With a flick, the room filled with white light. The walls were brown and dull, save for some hung calendars and stapled reports streaked with pink highlighter. The space was small; the doctor could touch both walls with outstretched arms. It was also crowded: filled with red buckets, mops, and yellow warning signs. In the middle of the room, a short woman wearing elegant, white pants and a scarlet blouse stared at him expectantly, with her arms crossed over her chest. Her hazel eyes were surrounded in a soft tint of green, which grew fainter as it neared her black irises. Atop glistening streams of jet-black straight hair, she wore the emerald hat that had paralyzed the doctor before.
“Barbara.”
“What the fuck is wrong with you, Jon? I’ve been spamming your cell for weeks. I tried going to your house last Tuesday, I called you sister and she—”
“You called my sister?”
“I know, Jon, but what else do you want me to do? You just up and vanish that night at my house, and I don’t know anyone else who can help me. They all look at me like I’ve gone insane. And you’re out here acting like nothing’s going on, saying shit like ‘I only hope he rests in peace’ like you know for sure what happened to him!”
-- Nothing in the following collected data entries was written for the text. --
//! Post-composition pruning: types that the public schema can no longer reach
//! from its root operation types are marked `@inaccessible` in the
//! supergraph, so the final public SDL drops them entirely.

use std::collections::VecDeque;

use apollo_compiler::Schema;
use apollo_compiler::ast::Directive;
use apollo_compiler::name;
use apollo_compiler::schema::Component;
use apollo_compiler::schema::ExtendedType;
use apollo_compiler::schema::Name;
use apollo_compiler::validation::Valid;
use indexmap::IndexSet;

use crate::api_schema::to_public_schema;
use crate::error::CompositionError;
use crate::link::database::links_metadata;
use crate::link::spec::Identity;

/// Names of all types reachable from the root operation types: field return
/// and argument types, input object field types, interfaces implemented by
/// visited types, and union members.
pub fn reachable_type_names(schema: &Schema) -> IndexSet<Name> {
    let mut visited: IndexSet<Name> = IndexSet::new();
    let definition = &schema.schema_definition;
    let mut queue: VecDeque<Name> = definition
        .query
        .iter()
        .chain(definition.mutation.iter())
        .chain(definition.subscription.iter())
        .map(|root| root.name.clone())
        .collect();

    while let Some(type_name) = queue.pop_front() {
        if !visited.insert(type_name.clone()) {
            continue;
        }
        let Some(ty) = schema.types.get(&type_name) else {
            continue;
        };
        match ty {
            ExtendedType::Object(obj) => {
                for field in obj.fields.values() {
                    queue.push_back(field.ty.inner_named_type().clone());
                    for arg in &field.arguments {
                        queue.push_back(arg.ty.inner_named_type().clone());
                    }
                }
                for interface in &obj.implements_interfaces {
                    queue.push_back(interface.name.clone());
                }
            }
            ExtendedType::Interface(interface) => {
                for field in interface.fields.values() {
                    queue.push_back(field.ty.inner_named_type().clone());
                    for arg in &field.arguments {
                        queue.push_back(arg.ty.inner_named_type().clone());
                    }
                }
                for implemented in &interface.implements_interfaces {
                    queue.push_back(implemented.name.clone());
                }
            }
            ExtendedType::Union(union_) => {
                for member in &union_.members {
                    queue.push_back(member.name.clone());
                }
            }
            ExtendedType::InputObject(input) => {
                for field in input.fields.values() {
                    queue.push_back(field.ty.inner_named_type().clone());
                }
            }
            ExtendedType::Scalar(_) | ExtendedType::Enum(_) => {}
        }
    }

    visited
}

/// Marks every supergraph type the public schema cannot reach as
/// `@inaccessible` (at most once per type) and revalidates. Idempotent:
/// already-marked types are left alone, and re-running on the result is a
/// no-op since marked types disappear from the public schema's reach anyway.
pub fn add_inaccessible_to_unreachable_types(
    supergraph: &Valid<Schema>,
) -> Result<Valid<Schema>, Vec<CompositionError>> {
    let public = to_public_schema(supergraph)?;
    let mut keep = reachable_type_names(&public);

    let links = links_metadata(supergraph);
    let inaccessible_name =
        links.resolve_import_name(&Identity::inaccessible_identity(), "@inaccessible");
    // the gateway rejects @inaccessible on the federation machinery itself
    keep.insert(links.resolve_import_name(&Identity::join_identity(), "FieldSet"));
    keep.insert(links.resolve_import_name(&Identity::join_identity(), "Graph"));
    keep.insert(links.resolve_import_name(&Identity::link_identity(), "Import"));
    keep.insert(links.resolve_import_name(&Identity::link_identity(), "Purpose"));
    keep.insert(name!("_Service"));
    keep.insert(name!("_Entity"));
    keep.insert(name!("_Any"));

    let mut schema = supergraph.clone().into_inner();
    for (type_name, ty) in schema.types.iter_mut() {
        if ty.is_built_in()
            || keep.contains(type_name)
            || links.source_link_of_type(type_name).is_some()
        {
            continue;
        }
        let directives = match ty {
            ExtendedType::Object(obj) => &mut obj.make_mut().directives,
            ExtendedType::Interface(interface) => &mut interface.make_mut().directives,
            ExtendedType::InputObject(input) => &mut input.make_mut().directives,
            ExtendedType::Enum(enum_) => &mut enum_.make_mut().directives,
            ExtendedType::Scalar(scalar) => &mut scalar.make_mut().directives,
            ExtendedType::Union(union_) => &mut union_.make_mut().directives,
        };
        if !directives.has(inaccessible_name.as_str()) {
            directives.push(Component::new(Directive {
                name: inaccessible_name.clone(),
                arguments: vec![],
            }));
        }
    }

    schema.validate().map_err(|with_errors| {
        with_errors
            .errors
            .iter()
            .map(|diagnostic| CompositionError::composition(diagnostic.to_string()))
            .collect::<Vec<_>>()
    })
}

#[cfg(test)]
mod tests {
    use super::*;
    use crate::merge::merge_subgraphs;
    use crate::subgraph::Subgraph;

    #[test]
    fn walks_fields_arguments_interfaces_unions_and_inputs() {
        let schema = Schema::parse(
            r#"
              type Query {
                search(input: SearchInput): SearchResult
                node: Node
              }
              input SearchInput { term: String }
              union SearchResult = Book | Movie
              type Book { title: String }
              type Movie implements Node { id: ID! }
              interface Node { id: ID! }
              type Orphan { id: ID }
              scalar Unused
            "#,
            "reachability.graphql",
        )
        .unwrap();

        let reachable = reachable_type_names(&schema);
        for name in ["Query", "SearchInput", "SearchResult", "Book", "Movie", "Node"] {
            assert!(reachable.iter().any(|n| n.as_str() == name), "{name}");
        }
        assert!(!reachable.iter().any(|n| n.as_str() == "Orphan"));
        assert!(!reachable.iter().any(|n| n.as_str() == "Unused"));
    }

    #[test]
    fn marks_types_unreachable_through_inaccessible_fields() {
        let subgraph = Subgraph::parse(
            "cars",
            "https://cars.test",
            r#"
              extend schema @link(url: "https://specs.apollo.dev/federation/v2.3", import: ["@inaccessible"])
              type Query {
                hello: String
                helloHidden: Toyota @inaccessible
              }
              type Toyota { id: String! }
            "#,
        )
        .unwrap();

        let supergraph = merge_subgraphs(&[subgraph]).unwrap().schema;
        let pruned = add_inaccessible_to_unreachable_types(&supergraph).unwrap();

        let ExtendedType::Object(toyota) = &pruned.types["Toyota"] else {
            panic!("Toyota should be an object type");
        };
        assert!(toyota.directives.has("inaccessible"));

        let public = to_public_schema(&pruned).unwrap();
        assert!(!public.types.contains_key("Toyota"));

        // idempotent
        let again = add_inaccessible_to_unreachable_types(&pruned).unwrap();
        assert_eq!(pruned.serialize().to_string(), again.serialize().to_string());
    }

    #[test]
    fn keeps_federation_machinery_unmarked() {
        let subgraph = Subgraph::parse(
            "a",
            "",
            r#"
              type Query { hello: String }
            "#,
        )
        .unwrap();

        let supergraph = merge_subgraphs(&[subgraph]).unwrap().schema;
        let pruned = add_inaccessible_to_unreachable_types(&supergraph).unwrap();
        for name in ["join__Graph", "join__FieldSet", "link__Import", "link__Purpose"] {
            assert!(
                !pruned.types[name].directives().has("inaccessible"),
                "{name}"
            );
        }
    }
}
“Barbara.” Dr. Morrisey, starting to regain his composure, readjusted his glasses and fixed his clothes. “We do know for sure. Jeremiah died in his sleep, of pneumonia. I’m sorry I’ve been blowing you off, but I don’t want to keep having to remember what happened to my best friend every time we talk, just because you won’t accept that some people just die.”
“Did you forget everything I told you Tuesday? How he started acting all weird, all distant before he passed? How his voice would wander off in the middle of a conversation? He wasn’t like that before; I know when something’s going on with my husband. What about the vials, Jon? Neither of us knew about them, Miah told both of us that he never went through a Videat extraction. Yet I find a box with four of his memories. Stacked on top of his clothes, in the middle of our closet, as if he wanted me to find it.”
“Sure, Jeremiah never told me he went through Videat, but I didn’t know everything about him. You know we started drifting apart towards the end as well. For all we know he changed his mind about it but was too proud to show you. Specially after the way you’ve abused yourself—”
“Don’t come at me with that. As if you’ve done any better.”
“I have, as a matter of fact. I can still tell my dreams apart from other peoples’.”
This comment made Barbara snap her eyes away from the doctor’s. She glared at a corner of the janitor closet, and in a fit of frustrated determination, she moved towards it. She retrieved a brown box from where she had left it, tucked underneath the head of a broom. With tears beginning to pool under her eyes, she pushed the box into the doctor’s chest. He opened it slowly, revealing four syringes shimmering with a fluorescent, green solution. They were ordered with orange numbers written atop each one.
“I just want you to check, Jon. You know I can’t take the injection myself.”
“And whose fault is that?”
“I know you hate me now, but he was like a brother to you. Miah knew I can’t take Videats anymore, so this must be meant for you. Even if you refuse to believe me, you owe it to him to hear him out.”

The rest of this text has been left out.